Alors une profonde lassitude m’envahit. Il fallait impérativement que je reprenne ma route sous peine de mourir de froid dans cette ruelle. Réunissant tout ce qu’il me restait de courage, je retournai donc sur le boulevard et hélai le premier taxi disponible. Une quinzaine de minutes plus tard, j’arrivai enfin chez moi. La vue de mes deux siamois m’arracha un soupir de soulagement. Je posai le petit boitier métallique sur une étagère de ma bibliothèque et m’écrasai sur mon lit sans même trouver l’énergie de me dévêtir. Je sombrai bien vite dans un sommeil profond et sans rêve, rassuré par le ronronnement satisfait des deux chats, et sans penser aux éventuelles conséquences de cette fugue nocturne.
II
La matinée était déjà bien avancée lorsque je me réveillai. Un pâle soleil hivernal venait caresser les tuiles rouges des maisons avoisinantes et inonder de lumière blanche ma bibliothèque. C’était sur l’une des étagères que j’avais déposé l’objet mystérieux, quelques heures auparavant. Selon toute évidence, il ne s’y trouvait plus, ce qui constituait une excellente nouvelle. Peut-être avais-je simplement rêvé ?
Moyennement convaincu je m’emparai de mon laptop pour écumer les principaux sites d’information et m’assurer qu’aucun article ne mentionnait un meurtre commis pendant la nuit dans un immeuble de bureau du centre-ville. J’effectuai également quelques recherches sur la personne de Vernon Elder, recherches qui à mon grand soulagement s’avérèrent infructueuses. Désormais totalement rassuré je passai le restant de ma première journée de vacances à relire un roman découvert en début de semaine au travail : Tropique du capricorne d’Henry Miller.
Les dix premières pages de ce livre incarnent l’authenticité d’un écrivain qui eut le courage de vivre sa vie pleinement, sans jamais faire de compromis.

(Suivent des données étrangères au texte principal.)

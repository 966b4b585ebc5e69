use serde::{Deserialize, Serialize};

use crate::snapshot::RepositorySnapshot;
use crate::sync::SENTINEL;
use crate::vault::{MANAGED_TAG, REPOSITORY_TAG};

/// Which generated note a template renders.
#[derive(Debug, Clone, Copy, PartialEq, Eq)]
pub enum TemplateType {
    Repository,
    Dashboard,
    Comparison,
}

impl TemplateType {
    /// Override file name under `<vault>/.hubnotes/templates/`.
    #[must_use]
    pub fn file_name(self) -> &'static str {
        match self {
            Self::Repository => "repository.md",
            Self::Dashboard => "dashboard.md",
            Self::Comparison => "comparison.md",
        }
    }

    #[must_use]
    pub fn default_template(self) -> &'static str {
        match self {
            Self::Repository => include_str!("defaults/repository.md"),
            Self::Dashboard => include_str!("defaults/dashboard.md"),
            Self::Comparison => include_str!("defaults/comparison.md"),
        }
    }
}

/// Toggles for the optional sections of a repository note.
#[derive(Debug, Clone, Copy, PartialEq, Eq, Serialize, Deserialize)]
#[serde(default, deny_unknown_fields)]
#[allow(clippy::struct_excessive_bools)]
pub struct TemplateOptions {
    pub show_description: bool,
    pub show_stats: bool,
    pub show_topics: bool,
    pub show_latest_commit: bool,
    pub show_links: bool,
}

impl Default for TemplateOptions {
    fn default() -> Self {
        Self {
            show_description: true,
            show_stats: true,
            show_topics: true,
            show_latest_commit: true,
            show_links: true,
        }
    }
}

/// Collapse a remote value onto one line and strip the sentinel from it.
///
/// Remote text is rendered into the generated region, so it must never be
/// able to produce a line that reads as the sentinel.
#[must_use]
pub fn single_line(value: &str) -> String {
    value
        .replace(SENTINEL, "")
        .split_whitespace()
        .collect::<Vec<_>>()
        .join(" ")
}

fn day_of(timestamp: &str) -> String {
    chrono::DateTime::parse_from_rfc3339(timestamp)
        .map(|d| d.with_timezone(&chrono::Utc).format("%Y-%m-%d").to_string())
        .unwrap_or_default()
}

#[derive(Debug, Clone, Serialize)]
pub struct CommitContext {
    pub message: String,
    pub author: String,
    pub date: String,
    pub day: String,
    pub sha: String,
}

/// Context for repository and comparison templates.
///
/// Placeholders: `{{full_name}}`, `{{description}}`, `{{stars}}`, `{{forks}}`,
/// `{{open_issues}}`, `{{language}}`, `{{topics}}`, `{{latest_commit.*}}`,
/// `{{url}}`, `{{homepage}}`, `{{branch}}`, `{{updated}}`, `{{options.*}}`
#[derive(Debug, Clone, Serialize)]
pub struct RepositoryTemplateContext {
    pub owner: String,
    pub name: String,
    pub full_name: String,
    pub description: String,
    pub stars: u64,
    pub forks: u64,
    pub open_issues: u64,
    pub language: String,
    pub created_at: String,
    pub created_day: String,
    pub url: String,
    pub homepage: String,
    pub default_branch: String,
    pub branch: String,
    pub topics: Vec<String>,
    pub latest_commit: CommitContext,
    pub updated: String,
    pub options: TemplateOptions,
    pub sentinel: &'static str,
}

impl RepositoryTemplateContext {
    #[must_use]
    pub fn new(
        snapshot: &RepositorySnapshot,
        branch: Option<&str>,
        options: TemplateOptions,
        updated: &str,
    ) -> Self {
        let commit = &snapshot.latest_commit;
        Self {
            owner: single_line(&snapshot.owner),
            name: single_line(&snapshot.name),
            full_name: single_line(&snapshot.full_name),
            description: single_line(&snapshot.description),
            stars: snapshot.stars,
            forks: snapshot.forks,
            open_issues: snapshot.open_issues,
            language: single_line(&snapshot.language),
            created_at: snapshot.created_at.clone(),
            created_day: day_of(&snapshot.created_at),
            url: single_line(&snapshot.url),
            homepage: single_line(&snapshot.homepage),
            default_branch: single_line(&snapshot.default_branch),
            branch: branch.map(single_line).unwrap_or_default(),
            topics: snapshot.topics.iter().map(|t| single_line(t)).collect(),
            latest_commit: CommitContext {
                message: single_line(&commit.message),
                author: single_line(&commit.author),
                date: commit.date.clone(),
                day: day_of(&commit.date),
                sha: single_line(&commit.sha),
            },
            updated: updated.to_string(),
            options,
            sentinel: SENTINEL,
        }
    }
}

/// One row of the dashboard table.
#[derive(Debug, Clone, Serialize)]
pub struct DashboardRow {
    pub full_name: String,
    /// Link target of the repository note, relative to the vault root
    pub note: String,
    pub stars: u64,
    pub forks: u64,
    pub open_issues: u64,
    pub language: String,
    pub last_commit: String,
}

impl DashboardRow {
    #[must_use]
    pub fn new(snapshot: &RepositorySnapshot, note: &str) -> Self {
        Self {
            full_name: single_line(&snapshot.full_name),
            note: note.replace('\\', "/").replace(' ', "%20"),
            stars: snapshot.stars,
            forks: snapshot.forks,
            open_issues: snapshot.open_issues,
            language: single_line(&snapshot.language),
            last_commit: snapshot.latest_commit_day(),
        }
    }
}

/// Context for the dashboard template.
#[derive(Debug, Clone, Serialize)]
pub struct DashboardTemplateContext {
    pub rows: Vec<DashboardRow>,
    pub count: usize,
    pub total_stars: u64,
    /// Tracked repositories whose fetch failed this cycle
    pub failed: Vec<String>,
    pub updated: String,
    pub sentinel: &'static str,
}

impl DashboardTemplateContext {
    #[must_use]
    pub fn new(rows: Vec<DashboardRow>, failed: Vec<String>, updated: &str) -> Self {
        let total_stars = rows.iter().fold(0u64, |acc, r| acc.saturating_add(r.stars));
        Self {
            count: rows.len(),
            rows,
            total_stars,
            failed: failed.iter().map(|f| single_line(f)).collect(),
            updated: updated.to_string(),
            sentinel: SENTINEL,
        }
    }
}

/// Context for the comparison template.
#[derive(Debug, Clone, Serialize)]
pub struct ComparisonTemplateContext {
    pub title: String,
    pub repositories: Vec<RepositoryTemplateContext>,
    pub updated: String,
    pub sentinel: &'static str,
}

impl ComparisonTemplateContext {
    #[must_use]
    pub fn new(title: &str, repositories: Vec<RepositoryTemplateContext>, updated: &str) -> Self {
        Self {
            title: single_line(title),
            repositories,
            updated: updated.to_string(),
            sentinel: SENTINEL,
        }
    }
}

/// Front matter of a repository note.
#[derive(Debug, Clone, PartialEq, Eq, Serialize, Deserialize)]
pub struct RepositoryFrontmatter {
    pub repo_url: String,
    #[serde(default, skip_serializing_if = "Option::is_none")]
    pub branch: Option<String>,
    pub updated: String,
    pub tags: Vec<String>,
    pub stars: u64,
    pub forks: u64,
    pub open_issues: u64,
    pub language: String,
}

impl RepositoryFrontmatter {
    /// Front matter for a repository note tracking `repo_url`.
    #[must_use]
    pub fn new(
        snapshot: &RepositorySnapshot,
        repo_url: &str,
        branch: Option<&str>,
        updated: &str,
    ) -> Self {
        Self {
            repo_url: repo_url.to_string(),
            branch: branch.map(str::to_string),
            updated: updated.to_string(),
            tags: vec![MANAGED_TAG.to_string(), REPOSITORY_TAG.to_string()],
            stars: snapshot.stars,
            forks: snapshot.forks,
            open_issues: snapshot.open_issues,
            language: snapshot.language.clone(),
        }
    }
}

/// Front matter of the dashboard and comparison notes.
#[derive(Debug, Clone, PartialEq, Eq, Serialize, Deserialize)]
pub struct SummaryFrontmatter {
    pub updated: String,
    pub tags: Vec<String>,
    #[serde(default, skip_serializing_if = "Vec::is_empty")]
    pub repositories: Vec<String>,
}

#[cfg(test)]
#[path = "types_tests.rs"]
mod tests;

Ne cherchant pas plus à s’insérer dans la société qu’à devenir riche ou célèbre en exerçant son art, il s’est laissé investir par l’écriture. Il l’a laissée s’imposer à lui comme s’impose la faim ou la soif. Il n’a jamais exercé le métier d’écrivain. Il a vécu son art comme un impératif de survie psychologique, sans se soucier de la sensibilité de son temps. De tels artistes n’existent plus, ou alors ils restent la plupart du temps dans l’ombre. Notre époque n’aime pas les esprits frondeurs, déteste les esprits libres et exècre ceux qui sont capables de dire merde à tout et de continuer leur chemin sans se préoccuper de ce qu’en pensent les autres. De nos jours, un romancier doit faire attention à chaque phrase, à chaque mot qui, utilisé dans un contexte inadapté peut prêter à polémique et avoir des conséquences dévastatrices sur sa vie, non seulement professionnelle, mais également personnelle. C’est la raison pour laquelle plus personne n’ose écrire sans l’aide de son module WA.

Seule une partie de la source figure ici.